14

I want to apply pagination on a table with huge data. All I want to know a better option than using OFFSET in SQL Server.

Here is my simple query:

SELECT *
FROM TableName
ORDER BY Id DESC 
OFFSET 30000000 ROWS
FETCH NEXT 20 ROWS ONLY
Martin Smith
  • 419,657
  • 83
  • 708
  • 800
  • 3
    Yes. https://use-the-index-luke.com/sql/partial-results/fetch-next-page – jarlh Dec 29 '21 at 12:44
  • Why do you need a *better option* than `OFFSET / FETCH` ? What's wrong with `OFFSET / FETCH` ?? – marc_s Dec 29 '21 at 12:49
  • 3
    Do you really need to jump to page 1,500,000? Perhaps you need a better criteria? – Stu Dec 29 '21 at 13:10
  • @marc_s Recently I have learnt that the way OFFSET works are by counting how many rows it should skip. After that it is giving your result. In other words, to get the results from rows 30000000 to 30000020 it needs to scan through the first 30000000 and then throw them away. It seems to much wasteful. So I want to know a better option to apply server side pagination if there exist any better way. – Md. Tarikul Islam Soikot Dec 29 '21 at 13:33
  • 2
    See also https://use-the-index-luke.com/no-offset, it's called Keyset Pagination. – Charlieface Dec 29 '21 at 13:47
  • @The Impaler Can you please explain about Sing key set pagination? Actually I want to know better approach if there exist any – Md. Tarikul Islam Soikot Dec 29 '21 at 16:45
  • @Md.TarikulIslamSoikot I'm sorry it was a typo. I meant "Keyset Pagination". The answer below describes it. – The Impaler Dec 29 '21 at 21:50
  • Is there a real world use for this? Does someone really need to look at 30 millionth row? – Salman A Jan 07 '22 at 10:09
  • @Md.TarikulIslamSoikot You needed to actually manually award the bounty if it was placed after you accepted my answer, see https://meta.stackexchange.com/questions/107139/bounty-disappeared – Charlieface Jan 08 '22 at 18:57
  • Does this answer your question? [What is the best way to paginate results in SQL Server](https://stackoverflow.com/questions/109232/what-is-the-best-way-to-paginate-results-in-sql-server) – Michael Freidgeim May 18 '22 at 23:55
  • @SalmanA yes -- when your client is not a human but machine readable there are numerous use cases – That Realty Programmer Guy May 27 '22 at 04:23
  • @Md.TarikulIslamSoikot,can you your table schema and existing index ,along with datatype ? – KumarHarsh May 31 '22 at 09:13

4 Answers4

20

You can use Keyset Pagination for this. It's far more efficient than using Rowset Pagination (paging by row number).

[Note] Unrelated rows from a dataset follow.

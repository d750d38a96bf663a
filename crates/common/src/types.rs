//! Common types for cinder.

use serde::{Deserialize, Serialize};
use sha2::{Digest, Sha256};
use std::fmt;

/// 32-byte SHA-256 hash.
#[derive(
    Clone, Copy, PartialEq, Eq, PartialOrd, Ord, Hash, Default, Serialize, Deserialize,
)]
pub struct Hash256(pub [u8; 32]);

impl Hash256 {
    /// Zero hash.
    pub const ZERO: Self = Self([0u8; 32]);

    /// Hash arbitrary data.
    pub fn hash(data: &[u8]) -> Self {
        let mut hasher = Sha256::new();
        hasher.update(data);
        let result = hasher.finalize();
        let mut bytes = [0u8; 32];
        bytes.copy_from_slice(&result);
        Self(bytes)
    }

    /// Hash the concatenation of several byte slices.
    pub fn hash_parts(parts: &[&[u8]]) -> Self {
        let mut hasher = Sha256::new();
        for part in parts {
            hasher.update(part);
        }
        let result = hasher.finalize();
        let mut bytes = [0u8; 32];
        bytes.copy_from_slice(&result);
        Self(bytes)
    }

    /// Get the raw bytes.
    pub fn as_bytes(&self) -> &[u8; 32] {
        &self.0
    }

    /// Create from raw bytes.
    pub fn from_bytes(bytes: [u8; 32]) -> Self {
        Self(bytes)
    }

    /// Create from a hex string.
    pub fn from_hex(s: &str) -> Result<Self, hex::FromHexError> {
        let bytes = hex::decode(s)?;
        if bytes.len() != 32 {
            return Err(hex::FromHexError::InvalidStringLength);
        }
        let mut arr = [0u8; 32];
        arr.copy_from_slice(&bytes);
        Ok(Self(arr))
    }

    /// Convert to hex string.
    pub fn to_hex(&self) -> String {
        hex::encode(self.0)
    }

    /// Check if this is the zero hash.
    pub fn is_zero(&self) -> bool {
        self.0 == [0u8; 32]
    }
}

impl fmt::Debug for Hash256 {
    fn fmt(&self, f: &mut fmt::Formatter<'_>) -> fmt::Result {
        write!(f, "Hash256({})", self.to_hex())
    }
}

impl fmt::Display for Hash256 {
    fn fmt(&self, f: &mut fmt::Formatter<'_>) -> fmt::Result {
        write!(f, "{}", self.to_hex())
    }
}

impl From<[u8; 32]> for Hash256 {
    fn from(bytes: [u8; 32]) -> Self {
        Self(bytes)
    }
}

impl AsRef<[u8]> for Hash256 {
    fn as_ref(&self) -> &[u8] {
        &self.0
    }
}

In Rowset Pagination, all previous rows must be read, before being able to read the next page. Whereas in Keyset Pagination, the server can jump immediately to the correct place in the index, so no extra rows are read that do not need to be.

For this to perform well, you need to have a unique index on that key, which includes any other columns you need to query.

In this type of pagination, you cannot jump to a specific page number. You jump to a specific key and read from there. So you need to save the unique ID of page you are on and skip to the next. Alternatively, you could calculate or estimate a starting point for each page up-front.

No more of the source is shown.